Records drawn from a dataset =>
########

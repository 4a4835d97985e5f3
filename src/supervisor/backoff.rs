//! Capped exponential backoff with jitter for transient failures.

use std::time::Duration;

use rand::Rng;

#[derive(Debug)]
pub struct Backoff {
    base: Duration,
    cap: Duration,
    attempt: u32,
}

impl Backoff {
    pub fn new(base: Duration, cap: Duration) -> Self {
        Self {
            base,
            cap,
            attempt: 0,
        }
    }

    /// Supervisor default: 30 s doubling up to 300 s.
    pub fn supervisor() -> Self {
        Self::new(Duration::from_secs(30), Duration::from_secs(300))
    }

    /// Delay for the next retry; advances the attempt counter.
    pub fn next_delay(&mut self) -> Duration {
        let exp = self.base.saturating_mul(2u32.saturating_pow(self.attempt));
        let capped = exp.min(self.cap);
        self.attempt = self.attempt.saturating_add(1);

        // Up to 10% jitter so restart storms don't line up.
        let jitter_ms = rand::thread_rng().gen_range(0..=capped.as_millis() as u64 / 10);
        capped + Duration::from_millis(jitter_ms)
    }

    pub fn reset(&mut self) {
        self.attempt = 0;
    }

    pub fn attempt(&self) -> u32 {
        self.attempt
    }
}

#[cfg(test)]
mod tests {
    use super::*;

    #[test]
    fn delays_double_until_cap() {
        let mut b = Backoff::supervisor();
        let d1 = b.next_delay();
        let d2 = b.next_delay();
        let d3 = b.next_delay();
        let d4 = b.next_delay();
        let d5 = b.next_delay();

        assert!(d1 >= Duration::from_secs(30) && d1 <= Duration::from_secs(33));
        assert!(d2 >= Duration::from_secs(60) && d2 <= Duration::from_secs(66));
        assert!(d3 >= Duration::from_secs(120) && d3 <= Duration::from_secs(132));
        assert!(d4 >= Duration::from_secs(240) && d4 <= Duration::from_secs(264));
        // Capped at 300 s (plus jitter).
        assert!(d5 >= Duration::from_secs(300) && d5 <= Duration::from_secs(330));
    }

    #[test]
    fn reset_restarts_the_sequence() {
        let mut b = Backoff::supervisor();
        b.next_delay();
        b.next_delay();
        b.reset();
        assert_eq!(b.attempt(), 0);
        let d = b.next_delay();
        assert!(d <= Duration::from_secs(33));
    }
}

########

Requirement => Please retype, exactly as written, every line from the line containing "capped + Duration::from_millis(jitter_ms)" through the last line of the records above, including both of those lines, and nothing else.

Written response =>
        capped + Duration::from_millis(jitter_ms)
    }

    pub fn reset(&mut self) {
        self.attempt = 0;
    }

    pub fn attempt(&self) -> u32 {
        self.attempt
    }
}

#[cfg(test)]
mod tests {
    use super::*;

    #[test]
    fn delays_double_until_cap() {
        let mut b = Backoff::supervisor();
        let d1 = b.next_delay();
        let d2 = b.next_delay();
        let d3 = b.next_delay();
        let d4 = b.next_delay();
        let d5 = b.next_delay();

        assert!(d1 >= Duration::from_secs(30) && d1 <= Duration::from_secs(33));
        assert!(d2 >= Duration::from_secs(60) && d2 <= Duration::from_secs(66));
        assert!(d3 >= Duration::from_secs(120) && d3 <= Duration::from_secs(132));
        assert!(d4 >= Duration::from_secs(240) && d4 <= Duration::from_secs(264));
        // Capped at 300 s (plus jitter).
        assert!(d5 >= Duration::from_secs(300) && d5 <= Duration::from_secs(330));
    }

    #[test]
    fn reset_restarts_the_sequence() {
        let mut b = Backoff::supervisor();
        b.next_delay();
        b.next_delay();
        b.reset();
        assert_eq!(b.attempt(), 0);
        let d = b.next_delay();
        assert!(d <= Duration::from_secs(33));
    }
}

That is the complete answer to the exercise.